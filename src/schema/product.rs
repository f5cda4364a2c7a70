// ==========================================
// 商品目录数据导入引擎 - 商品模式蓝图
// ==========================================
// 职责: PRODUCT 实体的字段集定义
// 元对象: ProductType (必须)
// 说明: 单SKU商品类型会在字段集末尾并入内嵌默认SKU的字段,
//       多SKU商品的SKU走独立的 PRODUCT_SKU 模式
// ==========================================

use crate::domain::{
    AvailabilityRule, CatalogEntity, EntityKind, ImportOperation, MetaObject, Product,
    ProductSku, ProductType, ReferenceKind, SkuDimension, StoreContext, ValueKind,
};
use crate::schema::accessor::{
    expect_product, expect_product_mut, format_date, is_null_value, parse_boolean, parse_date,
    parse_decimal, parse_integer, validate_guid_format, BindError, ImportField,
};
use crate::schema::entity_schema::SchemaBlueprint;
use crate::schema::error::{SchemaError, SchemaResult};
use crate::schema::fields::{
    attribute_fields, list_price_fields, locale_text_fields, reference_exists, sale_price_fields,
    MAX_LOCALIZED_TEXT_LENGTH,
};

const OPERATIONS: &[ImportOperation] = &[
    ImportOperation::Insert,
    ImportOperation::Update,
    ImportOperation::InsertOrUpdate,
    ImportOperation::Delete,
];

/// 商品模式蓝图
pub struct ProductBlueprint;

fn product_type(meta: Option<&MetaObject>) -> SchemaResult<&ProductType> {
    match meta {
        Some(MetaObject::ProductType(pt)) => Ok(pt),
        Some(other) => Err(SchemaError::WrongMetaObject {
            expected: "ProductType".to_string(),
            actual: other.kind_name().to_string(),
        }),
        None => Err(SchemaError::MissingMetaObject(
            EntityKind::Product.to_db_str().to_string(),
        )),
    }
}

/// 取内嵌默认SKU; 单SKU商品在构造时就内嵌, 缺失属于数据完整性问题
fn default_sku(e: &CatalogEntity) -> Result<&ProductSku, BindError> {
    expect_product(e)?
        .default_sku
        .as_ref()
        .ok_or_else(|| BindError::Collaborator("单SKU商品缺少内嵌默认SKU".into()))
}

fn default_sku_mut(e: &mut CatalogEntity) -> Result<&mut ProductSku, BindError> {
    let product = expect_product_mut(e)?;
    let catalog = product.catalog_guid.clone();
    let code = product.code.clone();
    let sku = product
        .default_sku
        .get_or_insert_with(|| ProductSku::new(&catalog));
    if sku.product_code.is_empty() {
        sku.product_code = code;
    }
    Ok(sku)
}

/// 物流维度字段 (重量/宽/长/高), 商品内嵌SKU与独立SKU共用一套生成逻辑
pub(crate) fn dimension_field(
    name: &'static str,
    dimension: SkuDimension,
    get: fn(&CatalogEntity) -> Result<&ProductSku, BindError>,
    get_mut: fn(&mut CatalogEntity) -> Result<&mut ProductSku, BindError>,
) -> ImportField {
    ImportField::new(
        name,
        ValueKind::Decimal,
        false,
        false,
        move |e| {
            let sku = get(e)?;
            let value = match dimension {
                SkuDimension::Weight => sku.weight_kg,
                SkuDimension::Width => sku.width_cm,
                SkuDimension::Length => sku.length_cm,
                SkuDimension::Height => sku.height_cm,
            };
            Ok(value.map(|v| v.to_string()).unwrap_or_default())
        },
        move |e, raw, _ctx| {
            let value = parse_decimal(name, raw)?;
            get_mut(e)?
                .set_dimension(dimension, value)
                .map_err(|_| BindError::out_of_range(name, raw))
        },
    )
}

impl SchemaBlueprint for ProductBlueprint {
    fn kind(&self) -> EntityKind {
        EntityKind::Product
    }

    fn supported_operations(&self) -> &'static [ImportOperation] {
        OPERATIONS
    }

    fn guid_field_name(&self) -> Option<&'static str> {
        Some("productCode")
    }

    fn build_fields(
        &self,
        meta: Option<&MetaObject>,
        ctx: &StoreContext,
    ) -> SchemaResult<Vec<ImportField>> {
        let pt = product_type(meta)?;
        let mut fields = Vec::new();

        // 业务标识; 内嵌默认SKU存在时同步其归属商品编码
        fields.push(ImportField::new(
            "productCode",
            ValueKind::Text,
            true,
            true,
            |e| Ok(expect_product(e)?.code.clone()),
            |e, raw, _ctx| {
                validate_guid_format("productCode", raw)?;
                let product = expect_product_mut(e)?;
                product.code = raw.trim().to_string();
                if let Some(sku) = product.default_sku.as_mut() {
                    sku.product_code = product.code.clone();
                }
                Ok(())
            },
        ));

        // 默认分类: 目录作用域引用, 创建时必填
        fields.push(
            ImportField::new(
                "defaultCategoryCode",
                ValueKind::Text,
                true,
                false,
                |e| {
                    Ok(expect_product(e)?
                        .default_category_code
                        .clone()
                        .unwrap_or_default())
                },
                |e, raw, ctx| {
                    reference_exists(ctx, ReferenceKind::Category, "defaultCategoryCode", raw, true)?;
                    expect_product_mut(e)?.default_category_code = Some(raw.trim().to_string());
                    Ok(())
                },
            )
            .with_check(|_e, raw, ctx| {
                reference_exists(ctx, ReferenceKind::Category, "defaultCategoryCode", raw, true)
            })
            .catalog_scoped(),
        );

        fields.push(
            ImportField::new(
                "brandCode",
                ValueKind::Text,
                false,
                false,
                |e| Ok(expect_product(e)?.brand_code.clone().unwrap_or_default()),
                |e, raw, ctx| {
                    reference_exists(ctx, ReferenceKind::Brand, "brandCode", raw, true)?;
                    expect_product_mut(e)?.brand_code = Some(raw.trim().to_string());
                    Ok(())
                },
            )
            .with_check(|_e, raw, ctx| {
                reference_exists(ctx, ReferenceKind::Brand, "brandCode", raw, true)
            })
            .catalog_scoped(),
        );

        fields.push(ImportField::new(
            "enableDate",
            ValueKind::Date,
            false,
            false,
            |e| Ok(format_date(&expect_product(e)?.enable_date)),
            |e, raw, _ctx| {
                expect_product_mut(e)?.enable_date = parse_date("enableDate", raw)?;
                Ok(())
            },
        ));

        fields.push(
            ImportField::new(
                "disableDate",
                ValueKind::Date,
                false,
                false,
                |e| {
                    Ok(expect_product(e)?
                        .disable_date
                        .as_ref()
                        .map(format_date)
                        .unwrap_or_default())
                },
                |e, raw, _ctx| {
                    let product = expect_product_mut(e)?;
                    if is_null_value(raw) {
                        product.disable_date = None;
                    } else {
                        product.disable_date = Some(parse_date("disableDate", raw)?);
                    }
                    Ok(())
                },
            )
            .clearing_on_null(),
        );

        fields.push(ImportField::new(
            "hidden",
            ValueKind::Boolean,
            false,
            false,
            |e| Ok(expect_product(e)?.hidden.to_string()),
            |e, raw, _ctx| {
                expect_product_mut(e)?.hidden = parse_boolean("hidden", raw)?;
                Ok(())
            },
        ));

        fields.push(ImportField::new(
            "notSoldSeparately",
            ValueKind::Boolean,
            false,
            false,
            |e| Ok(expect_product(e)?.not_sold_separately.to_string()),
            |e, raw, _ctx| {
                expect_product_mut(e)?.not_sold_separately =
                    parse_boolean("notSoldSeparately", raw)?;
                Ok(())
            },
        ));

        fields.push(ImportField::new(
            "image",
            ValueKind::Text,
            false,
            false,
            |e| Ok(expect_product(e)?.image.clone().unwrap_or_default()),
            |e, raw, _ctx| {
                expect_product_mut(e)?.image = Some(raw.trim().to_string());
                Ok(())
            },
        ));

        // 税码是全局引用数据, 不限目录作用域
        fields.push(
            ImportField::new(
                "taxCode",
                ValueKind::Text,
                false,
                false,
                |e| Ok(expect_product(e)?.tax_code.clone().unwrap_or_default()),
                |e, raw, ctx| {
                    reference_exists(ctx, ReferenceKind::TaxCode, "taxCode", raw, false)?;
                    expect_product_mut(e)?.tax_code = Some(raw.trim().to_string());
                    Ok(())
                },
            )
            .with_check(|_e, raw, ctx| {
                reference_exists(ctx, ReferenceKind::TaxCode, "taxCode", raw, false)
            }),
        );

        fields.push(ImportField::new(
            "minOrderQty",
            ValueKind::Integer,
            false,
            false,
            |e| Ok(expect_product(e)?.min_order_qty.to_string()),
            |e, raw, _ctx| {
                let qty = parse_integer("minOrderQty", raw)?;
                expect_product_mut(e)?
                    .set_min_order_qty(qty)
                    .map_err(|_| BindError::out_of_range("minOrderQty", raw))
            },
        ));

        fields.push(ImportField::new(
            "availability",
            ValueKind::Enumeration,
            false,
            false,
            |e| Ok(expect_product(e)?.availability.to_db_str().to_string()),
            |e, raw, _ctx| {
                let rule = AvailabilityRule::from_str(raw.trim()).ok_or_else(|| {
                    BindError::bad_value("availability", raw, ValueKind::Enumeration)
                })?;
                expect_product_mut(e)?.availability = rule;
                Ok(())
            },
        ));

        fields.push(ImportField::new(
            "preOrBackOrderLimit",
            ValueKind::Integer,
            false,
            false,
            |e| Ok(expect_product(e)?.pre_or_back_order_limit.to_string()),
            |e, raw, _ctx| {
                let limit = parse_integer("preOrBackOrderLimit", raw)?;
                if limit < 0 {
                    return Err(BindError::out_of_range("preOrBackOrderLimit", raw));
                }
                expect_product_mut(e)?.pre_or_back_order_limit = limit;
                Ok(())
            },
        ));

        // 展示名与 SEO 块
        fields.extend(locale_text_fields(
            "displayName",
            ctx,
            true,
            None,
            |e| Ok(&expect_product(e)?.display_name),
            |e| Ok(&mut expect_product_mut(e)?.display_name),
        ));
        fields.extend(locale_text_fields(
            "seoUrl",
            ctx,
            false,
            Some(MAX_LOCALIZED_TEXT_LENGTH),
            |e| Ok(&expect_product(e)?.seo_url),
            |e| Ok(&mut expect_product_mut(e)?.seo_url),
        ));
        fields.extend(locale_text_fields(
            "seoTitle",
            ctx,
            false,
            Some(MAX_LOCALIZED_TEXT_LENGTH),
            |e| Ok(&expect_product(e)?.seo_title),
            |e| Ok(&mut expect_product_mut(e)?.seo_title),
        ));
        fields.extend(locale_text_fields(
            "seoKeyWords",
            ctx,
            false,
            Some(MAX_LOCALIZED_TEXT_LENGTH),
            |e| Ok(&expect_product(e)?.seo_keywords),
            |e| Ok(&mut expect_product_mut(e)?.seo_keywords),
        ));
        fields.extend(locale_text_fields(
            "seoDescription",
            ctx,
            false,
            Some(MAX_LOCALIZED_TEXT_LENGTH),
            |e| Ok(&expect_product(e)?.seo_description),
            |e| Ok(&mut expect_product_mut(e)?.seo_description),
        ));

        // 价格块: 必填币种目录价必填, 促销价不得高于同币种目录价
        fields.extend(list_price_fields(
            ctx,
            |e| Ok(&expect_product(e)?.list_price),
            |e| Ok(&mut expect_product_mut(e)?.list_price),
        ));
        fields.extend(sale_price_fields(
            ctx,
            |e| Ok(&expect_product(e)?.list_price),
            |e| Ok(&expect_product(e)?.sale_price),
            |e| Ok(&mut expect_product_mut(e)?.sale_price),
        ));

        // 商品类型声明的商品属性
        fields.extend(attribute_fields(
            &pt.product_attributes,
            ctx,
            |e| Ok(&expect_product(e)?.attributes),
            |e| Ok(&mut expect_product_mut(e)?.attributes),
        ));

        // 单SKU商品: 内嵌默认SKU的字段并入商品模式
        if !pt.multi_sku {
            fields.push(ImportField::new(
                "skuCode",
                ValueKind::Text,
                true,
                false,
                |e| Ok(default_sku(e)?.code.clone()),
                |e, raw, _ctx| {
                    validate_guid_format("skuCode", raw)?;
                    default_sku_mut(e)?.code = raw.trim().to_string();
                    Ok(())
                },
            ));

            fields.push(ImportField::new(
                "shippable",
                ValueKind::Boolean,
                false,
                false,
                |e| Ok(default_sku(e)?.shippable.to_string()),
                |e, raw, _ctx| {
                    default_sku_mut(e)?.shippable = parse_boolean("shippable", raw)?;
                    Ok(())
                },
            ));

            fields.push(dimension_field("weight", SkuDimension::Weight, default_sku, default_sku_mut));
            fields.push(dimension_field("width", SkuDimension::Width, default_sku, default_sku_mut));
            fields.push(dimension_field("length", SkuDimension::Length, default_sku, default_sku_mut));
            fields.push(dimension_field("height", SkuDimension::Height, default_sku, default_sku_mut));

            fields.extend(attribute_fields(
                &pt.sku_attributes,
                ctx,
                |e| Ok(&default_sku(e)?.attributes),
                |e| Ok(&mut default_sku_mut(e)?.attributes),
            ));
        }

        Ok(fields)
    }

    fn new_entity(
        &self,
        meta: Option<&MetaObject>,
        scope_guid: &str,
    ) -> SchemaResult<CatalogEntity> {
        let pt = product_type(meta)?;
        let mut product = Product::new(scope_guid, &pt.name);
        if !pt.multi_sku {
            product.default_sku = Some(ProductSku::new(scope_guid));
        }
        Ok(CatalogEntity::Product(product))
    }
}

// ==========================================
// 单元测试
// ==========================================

○ ○ ○ ○ ○ ○ ○

What to work on: Find the lines above that include the string "Option" and copy them.

Answer to the exercise:
fn product_type(meta: Option<&MetaObject>) -> SchemaResult<&ProductType> {
    fn guid_field_name(&self) -> Option<&'static str> {
        meta: Option<&MetaObject>,
        meta: Option<&MetaObject>,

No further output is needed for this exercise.